Country-specific research confirms that corruption has measurable local impacts on specific health and education outcomes. A Philippine-specific study showed that corruption decreased immunization rates and national test score levels, increased national test score variation and even measurably increased wait times at hospitals. Research in Tanzania found that the health workers created artificial shortages and deliberately lowered the quality of service in order to extract higher payments from patients, or increased their leverage in bargaining, which led to more expensive and lower-quality health care, as well as inducing non-corrupt health workers to reduce their quality of care.
A global econometric study found that a single one-point decrease in the CPI (indexed from 0 to 100) is associated with about a 10% decrease in secondary school enrolment rates (for scale, on the CPI 2017, Norway scored 85, United States scored 75, Bahamas scored 65 and Rwanda scored 55). Another study found that 1.6% of all deaths of children under five can be indirectly attributed to corruption. This means 140,000 children die because of corruption, compared with the familiar killers of malaria (306,371 deaths of children under five), HIV/AIDS (986,724 deaths) and measles (73,848 deaths). These econometric studies are but a few quantitative evidences of the diverse and deep effects of corruption on society.
The Cost to the Poor
Tragically, the poor and marginalized suffer the worst consequences of corruption. The World Bank affirms that corruption is ‘the greatest obstacle to reducing poverty’. Corruption affects poverty by slowing economic growth, exacerbating the poverty and inequality already present. Likewise, corruption deepens poverty through its negative effect on governance of weakening institutions, reducing citizen participation and reducing the quality of public services and infrastructure.
The poor suffer from less accessible public services, which are not only lower quality, but also more expensive than what is accessible to the rest of society. The poor struggle daily against the pressure to pay bribes to access basic public services like hospitals, medicine and public infrastructure. Corruption directly extracts money from the poor because they are powerless against the pressure. Poor people pay larger shares of their income in bribes than richer people and are specifically discriminated against in their access to public services. A leader of the evangelical Christian NGO Tearfund shares: “We know from our work in Africa, Asia, and Latin America that it is the poorest and most vulnerable people who suffer the most as a result of bribery.” Worse, the poor are denied public help, such as housing or subsidized credit, because those benefits are illegitimately assigned to people with greater leverage. Facing a situation in which the public service is of a lower quality, the poor opt for even more expensive private options.

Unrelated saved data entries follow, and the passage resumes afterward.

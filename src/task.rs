//! Task domain model.
//!
//! Tasks are created by an external caller (the control surface) and only
//! ever mutated by the orchestrator and workers. The core never deletes a
//! task; removal is an external concern.

use std::path::PathBuf;
use std::str::FromStr;

use chrono::{DateTime, Utc};
use serde::{Deserialize, Serialize};

/// Lifecycle status of a task.
#[derive(Debug, Clone, Copy, Serialize, Deserialize, PartialEq, Eq)]
#[serde(rename_all = "snake_case")]
pub enum TaskStatus {
    Pending,
    Running,
    Completed,
    Failed,
    Cancelled,
}

impl TaskStatus {
    pub fn as_str(&self) -> &'static str {
        match self {
            Self::Pending => "pending",
            Self::Running => "running",
            Self::Completed => "completed",
            Self::Failed => "failed",
            Self::Cancelled => "cancelled",
        }
    }

    /// Check if this status is terminal (no further transitions).
    pub fn is_terminal(&self) -> bool {
        matches!(self, Self::Completed | Self::Failed | Self::Cancelled)
    }
}

impl std::fmt::Display for TaskStatus {
    fn fmt(&self, f: &mut std::fmt::Formatter<'_>) -> std::fmt::Result {
        f.write_str(self.as_str())
    }
}

impl FromStr for TaskStatus {
    type Err = String;

    fn from_str(s: &str) -> Result<Self, Self::Err> {
        match s {
            "pending" => Ok(Self::Pending),
            "running" => Ok(Self::Running),
            "completed" => Ok(Self::Completed),
            "failed" => Ok(Self::Failed),
            "cancelled" => Ok(Self::Cancelled),
            _ => Err(format!("Invalid task status: {}", s)),
        }
    }
}

/// Scheduling priority. Maps directly onto the queue's priority lanes.
#[derive(Debug, Clone, Copy, Serialize, Deserialize, PartialEq, Eq, Default)]
#[serde(rename_all = "snake_case")]
pub enum Priority {
    #[default]
    Normal,
    Elevated,
}

impl Priority {
    pub fn as_str(&self) -> &'static str {
        match self {
            Self::Normal => "normal",
            Self::Elevated => "elevated",
        }
    }
}

impl std::fmt::Display for Priority {
    fn fmt(&self, f: &mut std::fmt::Formatter<'_>) -> std::fmt::Result {
        f.write_str(self.as_str())
    }
}

impl FromStr for Priority {
    type Err = String;

    fn from_str(s: &str) -> Result<Self, Self::Err> {
        match s {
            "normal" => Ok(Self::Normal),
            "elevated" => Ok(Self::Elevated),
            _ => Err(format!("Invalid priority: {}", s)),
        }
    }
}

/// How phase transitions are approved during orchestration.
///
/// `Manual` routes every successful phase output through the approval gate
/// before the next phase starts; `Auto` proceeds without human input.
#[derive(Debug, Clone, Copy, Serialize, Deserialize, PartialEq, Eq, Default)]
#[serde(rename_all = "snake_case")]
pub enum ApprovalMode {
    #[default]
    Auto,
    Manual,
}

impl ApprovalMode {
    pub fn as_str(&self) -> &'static str {
        match self {
            Self::Auto => "auto",
            Self::Manual => "manual",
        }
    }
}

impl std::fmt::Display for ApprovalMode {
    fn fmt(&self, f: &mut std::fmt::Formatter<'_>) -> std::fmt::Result {
        f.write_str(self.as_str())
    }
}

impl FromStr for ApprovalMode {
    type Err = String;

    fn from_str(s: &str) -> Result<Self, Self::Err> {
        match s {
            "auto" => Ok(Self::Auto),
            "manual" => Ok(Self::Manual),
            _ => Err(format!("Invalid approval mode: {}", s)),
        }
    }
}

/// A source repository the task operates on. Opaque to the core; cloning
/// and committing are the source-control collaborator's concern.
#[derive(Debug, Clone, Serialize, Deserialize, PartialEq)]
pub struct Repository {
    pub name: String,
    pub path: PathBuf,
    #[serde(default, skip_serializing_if = "Option::is_none")]
    pub default_branch: Option<String>,
}

/// A unit of work submitted for orchestration.
#[derive(Debug, Clone, Serialize, Deserialize)]
pub struct Task {
    pub id: String,
    pub title: String,
    pub description: String,
    pub status: TaskStatus,
    #[serde(default, skip_serializing_if = "Option::is_none")]
    pub project_id: Option<String>,
    #[serde(default)]
    pub repositories: Vec<Repository>,
    pub created_at: DateTime<Utc>,
    pub updated_at: DateTime<Utc>,
}

impl Task {
    /// Create a new pending task.
    pub fn new(id: &str, title: &str, description: &str) -> Self {
        let now = Utc::now();
        Self {
            id: id.to_string(),
            title: title.to_string(),
            description: description.to_string(),
            status: TaskStatus::Pending,
            project_id: None,
            repositories: Vec::new(),
            created_at: now,
            updated_at: now,
        }
    }

    pub fn with_repositories(mut self, repositories: Vec<Repository>) -> Self {
        self.repositories = repositories;
        self
    }

    pub fn with_project(mut self, project_id: &str) -> Self {
        self.project_id = Some(project_id.to_string());
        self
    }
}
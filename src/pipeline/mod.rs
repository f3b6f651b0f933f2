//! Pipeline definitions and registry.

mod registry;

pub use registry::{Pipeline, PipelineRegistry, default_registry};
impl Milestone {
    pub fn percent(&self) -> u8 {
        match self {
            Self::Started => 5,
            Self::AnalysisComplete => 25,
            Self::DevelopmentComplete => 60,
            Self::PrCreated => 80,
            Self::Finished => 100,
        }
    }

    pub fn as_str(&self) -> &'static str {
        match self {
            Self::Started => "started",
            Self::AnalysisComplete => "analysis_complete",
            Self::DevelopmentComplete => "development_complete",
            Self::PrCreated => "pr_created",
            Self::Finished => "finished",
        }
    }
}

impl std::fmt::Display for Milestone {
    fn fmt(&self, f: &mut std::fmt::Formatter<'_>) -> std::fmt::Result {
        f.write_str(self.as_str())
    }
}

/// Receives milestone callbacks during an execution. Workers install one
/// to relay progress to the task's real-time channel.
pub trait ProgressHook: Send + Sync {
    fn on_milestone(&self, task_id: &str, milestone: Milestone);
}

/// Per-call execution options.
#[derive(Clone)]
pub struct ExecuteOptions {
    pub workspace: PathBuf,
    pub approval_mode: ApprovalMode,
    /// Deadline for each approval wait. `None` (the default) waits
    /// indefinitely — human decisions are never silently bypassed.
    pub approval_timeout: Option<Duration>,
    pub progress: Option<Arc<dyn ProgressHook>>,
}

impl ExecuteOptions {
    pub fn new(workspace: impl Into<PathBuf>) -> Self {
        Self {
            workspace: workspace.into(),
            approval_mode: ApprovalMode::Auto,
            approval_timeout: None,
            progress: None,
        }
    }

    pub fn with_approval_mode(mut self, mode: ApprovalMode) -> Self {
        self.approval_mode = mode;
        self
    }

    pub fn with_approval_timeout(mut self, timeout: Duration) -> Self {
        self.approval_timeout = Some(timeout);
        self
    }

    pub fn with_progress(mut self, hook: Arc<dyn ProgressHook>) -> Self {
        self.progress = Some(hook);
        self
    }
}

/// Terminal output of one `execute` call.
#[derive(Debug, Clone, Serialize, Deserialize)]
pub struct OrchestrationResult {
    pub success: bool,
    pub task_id: String,
    pub pipeline: String,
    pub phase_results: HashMap<String, PhaseResult>,
    #[serde(default, skip_serializing_if = "Option::is_none")]
    pub story_results: Option<Vec<StoryResult>>,
    #[serde(default, skip_serializing_if = "Option::is_none")]
    pub error: Option<String>,
    pub duration: Duration,
}

/// Outcome of one gated phase transition.
enum GateOutcome {
    Proceed(PhaseResult),
    Abort(String),
}

pub struct Orchestrator {
    store: Arc<dyn TaskStore>,
    registry: Arc<PipelineRegistry>,
    executor: PhaseExecutor,
    gate: Arc<ApprovalGate>,
    channel: Arc<dyn RealtimeChannel>,
    export: Option<Arc<dyn ExportSink>>,
    scm: Arc<dyn SourceControl>,
    tracking: Arc<TrackingStore>,
    cancels: DashMap<String, CancellationToken>,
}

impl Orchestrator {
    pub fn new(
        store: Arc<dyn TaskStore>,
        registry: Arc<PipelineRegistry>,
        runtime: Arc<dyn AgentRuntime>,
        scanner: Arc<dyn SecurityScanner>,
        channel: Arc<dyn RealtimeChannel>,
        scm: Arc<dyn SourceControl>,
    ) -> Self {
        let tracking = Arc::new(TrackingStore::new());
        let executor = PhaseExecutor::new(runtime, scanner, Arc::clone(&tracking));
        let gate = Arc::new(ApprovalGate::new(Arc::clone(&channel)));
        Self {
            store,
            registry,
            executor,
            gate,
            channel,
            export: None,
            scm,
            tracking,
            cancels: DashMap::new(),
        }
    }

    pub fn with_max_retries(mut self, max_retries: u32) -> Self {
        self.executor = self.executor.with_max_retries(max_retries);
        self
    }

    /// Enable the fire-and-forget ML-export push on task completion.
    pub fn with_export(mut self, sink: Arc<dyn ExportSink>) -> Self {
        self.export = Some(sink);
        self
    }

    /// The approval gate, exposed so the control surface can resolve and
    /// re-announce pending requests.
    pub fn gate(&self) -> Arc<ApprovalGate> {
        Arc::clone(&self.gate)
    }

    /// Per-task tracking store (counters, accumulated vulnerabilities).
    /// Empty between executions.
    pub fn tracking(&self) -> Arc<TrackingStore> {
        Arc::clone(&self.tracking)
    }

    /// Cancel a running task: aborts the active agent call at the next
    /// suspension point and rejects any pending approvals.
    pub fn cancel(&self, task_id: &str) {
        if let Some(token) = self.cancels.get(task_id) {
            token.cancel();
        }
        self.gate.cancel_task(task_id);
        tracing::info!(task_id, "Cancellation requested");
    }

    /// Run the named pipeline end-to-end for a task.
    ///
    /// Domain failures (a phase failed, the user rejected an output, a
    /// story count came up short) are reported inside the returned
    /// `OrchestrationResult`; only infrastructure faults — the task store
    /// being unreachable — surface as `Err`, so the queue tier can retry
    /// them without masking phase-level errors.
    pub async fn execute(
        &self,
        task_id: &str,
        pipeline_name: &str,
        options: ExecuteOptions,
    ) -> Result<OrchestrationResult, OrchestratorError> {
        let started = Instant::now();

        let task = self
            .store
            .find_task(task_id)
            .await
            .map_err(|e| OrchestratorError::TaskLoadFailed {
                id: task_id.to_string(),
                source: e,
            })?;
        let Some(task) = task else {
            return Ok(self.immediate_failure(
                task_id,
                pipeline_name,
                format!("Task not found: {}", task_id),
                started,
            ));
        };

        let Some(pipeline) = self.registry.get(pipeline_name) else {
            let error = format!("Pipeline not found: {}", pipeline_name);
            self.persist_terminal(task_id, TaskStatus::Failed, Some(error.clone()))
                .await;
            return Ok(self.immediate_failure(task_id, pipeline_name, error, started));
        };

        self.store
            .update_status(task_id, TaskStatus::Running, None, None)
            .await
            .map_err(|e| OrchestratorError::StatusUpdateFailed {
                id: task_id.to_string(),
                status: TaskStatus::Running.to_string(),
                source: e,
            })?;

        let mut ctx = ExecutionContext::new(
            task,
            pipeline_name,
            pipeline.phase_names(),
            options.workspace.clone(),
        );
        self.cancels.insert(task_id.to_string(), ctx.cancel.clone());

        self.channel.to_task(
            task_id,
            TaskEvent::TaskStarted {
                task_id: task_id.to_string(),
                pipeline: pipeline_name.to_string(),
            },
        );
        self.milestone(&options, task_id, Milestone::Started);
        tracing::info!(task_id, pipeline = pipeline_name, "Orchestration started");

        let mut error: Option<String> = None;
        let mut story_results: Option<Vec<StoryResult>> = None;

        // Analysis runs first when the pipeline carries one; its stories
        // decide whether the story loop takes over.
        if let Some(analysis) = pipeline.find_role(PhaseRole::Analysis) {
            match self.run_phase_gated(analysis.as_ref(), &mut ctx, &options).await {
                GateOutcome::Abort(reason) => error = Some(reason),
                GateOutcome::Proceed(result) if !result.success => {
                    error = Some(
                        result
                            .error
                            .unwrap_or_else(|| "Analysis failed".to_string()),
                    );
                }
                GateOutcome::Proceed(result) => {
                    ctx.vars.stories = parse_stories(&result);
                    self.milestone(&options, task_id, Milestone::AnalysisComplete);
                }
            }
        }

        if error.is_none() && !ctx.is_cancelled() {
            if !ctx.vars.stories.is_empty() && pipeline.has_role(PhaseRole::Development) {
                let results =
                    run_story_loop(&self.executor, &self.scm, &self.channel, &pipeline, &mut ctx)
                        .await;
                let failed = results.iter().filter(|r| !r.success).count();
                if failed > 0 {
                    error = Some(format!("{} stories failed", failed));
                }
                story_results = Some(results);
                self.milestone(&options, task_id, Milestone::DevelopmentComplete);
            } else {
                for phase in pipeline.phases() {
                    if phase.role() == PhaseRole::Analysis {
                        continue;
                    }
                    if ctx.is_cancelled() {
                        break;
                    }
                    match self.run_phase_gated(phase.as_ref(), &mut ctx, &options).await {
                        GateOutcome::Abort(reason) => {
                            error = Some(reason);
                            break;
                        }
                        GateOutcome::Proceed(result) if !result.success => {
                            error = Some(
                                result
                                    .error
                                    .unwrap_or_else(|| format!("{} failed", phase.name())),
                            );
                            break;
                        }
                        GateOutcome::Proceed(_) => {
                            if phase.role() == PhaseRole::Development {
                                self.milestone(&options, task_id, Milestone::DevelopmentComplete);
                            }
                        }
                    }
                }
            }
        }

        let cancelled = ctx.is_cancelled();
        if cancelled && error.is_none() {
            error = Some("Task cancelled".to_string());
        }
        let success = error.is_none();
        let status = if cancelled {
            TaskStatus::Cancelled
        } else if success {
            TaskStatus::Completed
        } else {
            TaskStatus::Failed
        };

        self.persist_terminal(task_id, status, error.clone()).await;
        self.channel.to_task(
            task_id,
            TaskEvent::TaskCompleted {
                task_id: task_id.to_string(),
                success,
                error: error.clone(),
            },
        );

        // Fire-and-forget: export failures are logged, never surfaced.
        if let Some(export) = &self.export {
            let export = Arc::clone(export);
            let id = task_id.to_string();
            tokio::spawn(async move {
                if let Err(e) = export.push(&id).await {
                    tracing::warn!(task_id = %id, error = %format!("{:#}", e), "Export push failed");
                }
            });
        }

        // Release per-task state so nothing leaks across tasks.
        self.tracking.release(task_id);
        self.cancels.remove(task_id);

        self.milestone(&options, task_id, Milestone::Finished);
        tracing::info!(task_id, success, status = %status, "Orchestration finished");

        Ok(OrchestrationResult {
            success,
            task_id: task_id.to_string(),
            pipeline: pipeline_name.to_string(),
            phase_results: std::mem::take(&mut ctx.results),
            story_results,
            error,
            duration: started.elapsed(),
        })
    }

    /// Run one phase and, in manual mode, hold its successful output at
    /// the approval gate. `request_changes` loops back into the same
    /// phase with the feedback exposed through the context.
    async fn run_phase_gated(
        &self,
        phase: &dyn PhaseSpec,
        ctx: &mut ExecutionContext,
        options: &ExecuteOptions,
    ) -> GateOutcome {
        loop {
            self.channel.to_task(
                &ctx.task.id,
                TaskEvent::PhaseStarted {
                    task_id: ctx.task.id.clone(),
                    phase: phase.name().to_string(),
                },
            );

            let result = self.executor.run(phase, ctx).await;
            ctx.record_result(phase.name(), result.clone());
            self.channel.to_task(
                &ctx.task.id,
                TaskEvent::PhaseCompleted {
                    task_id: ctx.task.id.clone(),
                    phase: phase.name().to_string(),
                    success: result.success,
                },
            );

            if !result.success || options.approval_mode != ApprovalMode::Manual {
                return GateOutcome::Proceed(result);
            }

            let response = self
                .gate
                .request_approval(
                    &ctx.task.id,
                    phase.name(),
                    result.output.clone(),
                    options.approval_timeout,
                )
                .await;

            match response {
                Ok(response) => match response.action {
                    ApprovalAction::Approve => return GateOutcome::Proceed(result),
                    ApprovalAction::Reject => {
                        return GateOutcome::Abort("User rejected phase output".to_string());
                    }
                    ApprovalAction::RequestChanges => {
                        ctx.vars.feedback.insert(
                            phase.name().to_string(),
                            response.feedback.unwrap_or_default(),
                        );
                        tracing::info!(task_id = %ctx.task.id, phase = phase.name(),
                            "Changes requested, re-running phase");
                    }
                },
                Err(e) => return GateOutcome::Abort(e.to_string()),
            }
        }
    }

    fn immediate_failure(
        &self,
        task_id: &str,
        pipeline: &str,
        error: String,
        started: Instant,
    ) -> OrchestrationResult {
        tracing::error!(task_id, pipeline, error = %error, "Orchestration failed fast");
        OrchestrationResult {
            success: false,
            task_id: task_id.to_string(),
            pipeline: pipeline.to_string(),
            phase_results: HashMap::new(),
            story_results: None,
            error: Some(error),
            duration: started.elapsed(),
        }
    }

    /// Terminal status writes are best-effort here: the worker persists
    /// the full result payload with its own error propagation.
    async fn persist_terminal(&self, task_id: &str, status: TaskStatus, error: Option<String>) {
        if let Err(e) = self.store.update_status(task_id, status, None, error).await {
            tracing::warn!(task_id, status = %status, error = %format!("{:#}", e),
                "Failed to persist terminal task status");
        }
    }

    fn milestone(&self, options: &ExecuteOptions, task_id: &str, milestone: Milestone) {
        if let Some(hook) = &options.progress {
            hook.on_milestone(task_id, milestone);
        }
    }
}
use std::path::PathBuf;

use anyhow::Result;
use clap::{Parser, Subcommand};

mod cmd;

#[derive(Parser)]
#[command(name = "cadence")]
#[command(version, about = "Autonomous coding-agent task orchestrator")]
pub struct Cli {
    #[arg(short, long, global = true)]
    pub verbose: bool,

    /// Project directory holding .cadence/cadence.toml. Defaults to the
    /// current directory.
    #[arg(long, global = true)]
    pub project_dir: Option<PathBuf>,

    /// Write logs to daily-rolling files in this directory instead of stderr.
    #[arg(long, global = true)]
    pub log_dir: Option<PathBuf>,

    #[command(subcommand)]
    pub command: Commands,
}

#[derive(Subcommand)]
pub enum Commands {
    /// Run a task through a pipeline on the local queue
    Run {
        /// Task title
        #[arg(long)]
        title: String,

        /// Task description
        #[arg(long, default_value = "")]
        description: String,

        /// Pipeline to execute
        #[arg(long, default_value = "feature_development")]
        pipeline: String,

        /// Workspace directory the agents operate on (defaults to the
        /// project directory)
        #[arg(long)]
        workspace: Option<PathBuf>,

        /// Agent command (receives the prompt on stdin, answers on stdout)
        #[arg(long, env = "CADENCE_AGENT_CMD", default_value = "claude")]
        agent_cmd: String,

        /// Scheduling priority: normal or elevated
        #[arg(long, default_value = "normal")]
        priority: String,

        /// Write a PR summary through the commit lane after a successful run
        #[arg(long)]
        open_pr: bool,
    },
    /// List registered pipelines
    Pipelines,
    /// Show the effective configuration
    Config,
}

fn init_tracing(
    verbose: bool,
    log_dir: Option<&std::path::Path>,
) -> Option<tracing_appender::non_blocking::WorkerGuard> {
    let default_filter = if verbose { "cadence=debug" } else { "cadence=info" };
    let filter = tracing_subscriber::EnvFilter::try_from_default_env()
        .unwrap_or_else(|_| tracing_subscriber::EnvFilter::new(default_filter));

    match log_dir {
        Some(dir) => {
            let appender = tracing_appender::rolling::daily(dir, "cadence.log");
            let (writer, guard) = tracing_appender::non_blocking(appender);
            tracing_subscriber::fmt()
                .with_env_filter(filter)
                .with_writer(writer)
                .with_ansi(false)
                .init();
            Some(guard)
        }
        None => {
            tracing_subscriber::fmt()
                .with_env_filter(filter)
                .with_writer(std::io::stderr)
                .init();
            None
        }
    }
}

#[tokio::main]
async fn main() -> Result<()> {
    let cli = Cli::parse();
    let _log_guard = init_tracing(cli.verbose, cli.log_dir.as_deref());

    let project_dir = cli
        .project_dir
        .clone()
        .unwrap_or_else(|| PathBuf::from("."));

    match cli.command {
        Commands::Run {
            title,
            description,
            pipeline,
            workspace,
            agent_cmd,
            priority,
            open_pr,
        } => {
            cmd::run::execute(cmd::run::RunArgs {
                project_dir,
                title,
                description,
                pipeline,
                workspace,
                agent_cmd,
                priority,
                open_pr,
            })
            .await
        }
        Commands::Pipelines => cmd::pipelines::execute(),
        Commands::Config => cmd::config::execute(&project_dir),
    }
}
//! `cadence config` — show the effective configuration.

use std::path::Path;

use anyhow::{Context, Result};

use cadence::cadence_config::CadenceConfig;

pub fn execute(project_dir: &Path) -> Result<()> {
    let config = CadenceConfig::load_or_default(project_dir)?;
    let rendered = toml::to_string_pretty(&config).context("Failed to render configuration")?;
    println!("{}", rendered);
    Ok(())
}
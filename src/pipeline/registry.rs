//! Named pipelines and their registry.

use std::sync::{Arc, RwLock};

use crate::phase::{
    AnalysisPhase, DevelopmentPhase, FixerPhase, JudgePhase, PhaseRole, PhaseSpec,
};

/// A named, ordered sequence of phases. Immutable once registered.
pub struct Pipeline {
    name: String,
    description: String,
    phases: Vec<Arc<dyn PhaseSpec>>,
}

impl Pipeline {
    pub fn new(name: &str, description: &str, phases: Vec<Arc<dyn PhaseSpec>>) -> Self {
        Self {
            name: name.to_string(),
            description: description.to_string(),
            phases,
        }
    }

    pub fn name(&self) -> &str {
        &self.name
    }

    pub fn description(&self) -> &str {
        &self.description
    }

    pub fn phases(&self) -> &[Arc<dyn PhaseSpec>] {
        &self.phases
    }

    pub fn phase_names(&self) -> Vec<String> {
        self.phases.iter().map(|p| p.name().to_string()).collect()
    }

    /// First phase with the given role, if any.
    pub fn find_role(&self, role: PhaseRole) -> Option<&Arc<dyn PhaseSpec>> {
        self.phases.iter().find(|p| p.role() == role)
    }

    pub fn has_role(&self, role: PhaseRole) -> bool {
        self.find_role(role).is_some()
    }
}

impl std::fmt::Debug for Pipeline {
    fn fmt(&self, f: &mut std::fmt::Formatter<'_>) -> std::fmt::Result {
        f.debug_struct("Pipeline")
            .field("name", &self.name)
            .field("phases", &self.phase_names())
            .finish()
    }
}

/// Registry of pipelines, keyed by name.
///
/// Registration order is preserved for enumeration (capabilities
/// endpoints list pipelines in the order they were registered);
/// re-registering a name overwrites in place — last writer wins, no
/// versioning.
#[derive(Default)]
pub struct PipelineRegistry {
    inner: RwLock<Vec<Arc<Pipeline>>>,
}

impl PipelineRegistry {
    pub fn new() -> Self {
        Self::default()
    }

    pub fn register(&self, pipeline: Pipeline) {
        let pipeline = Arc::new(pipeline);
        let mut inner = self.inner.write().expect("pipeline registry poisoned");
        match inner.iter_mut().find(|p| p.name() == pipeline.name()) {
            Some(slot) => *slot = pipeline,
            None => inner.push(pipeline),
        }
    }

    pub fn get(&self, name: &str) -> Option<Arc<Pipeline>> {
        self.inner
            .read()
            .expect("pipeline registry poisoned")
            .iter()
            .find(|p| p.name() == name)
            .cloned()
    }

    /// All pipelines in registration order.
    pub fn list_all(&self) -> Vec<Arc<Pipeline>> {
        self.inner
            .read()
            .expect("pipeline registry poisoned")
            .clone()
    }

    pub fn names(&self) -> Vec<String> {
        self.list_all().iter().map(|p| p.name().to_string()).collect()
    }
}

/// Registry pre-populated with the built-in pipelines.
pub fn default_registry() -> PipelineRegistry {
    let registry = PipelineRegistry::new();
    registry.register(Pipeline::new(
        "feature_development",
        "Analyze into stories, develop, review, and fix each one",
        vec![
            Arc::new(AnalysisPhase),
            Arc::new(DevelopmentPhase),
            Arc::new(JudgePhase),
            Arc::new(FixerPhase),
        ],
    ));
    registry.register(Pipeline::new(
        "quick_fix",
        "Develop and review without story decomposition",
        vec![Arc::new(DevelopmentPhase), Arc::new(JudgePhase)],
    ));
    registry
}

Corruption undoes and prevents all forms of development that are for the benefit of the poor. Resources intended for the poor, including foreign aid, do not reach the people that need it, but are diverted to enrich corrupt elites. Diversion of funds, unfair preferential contracting, money laundering, extortion – all forms of corruption – stifle global development from the start. Additionally, whatever public money is spent for public use in countries with higher levels of corr...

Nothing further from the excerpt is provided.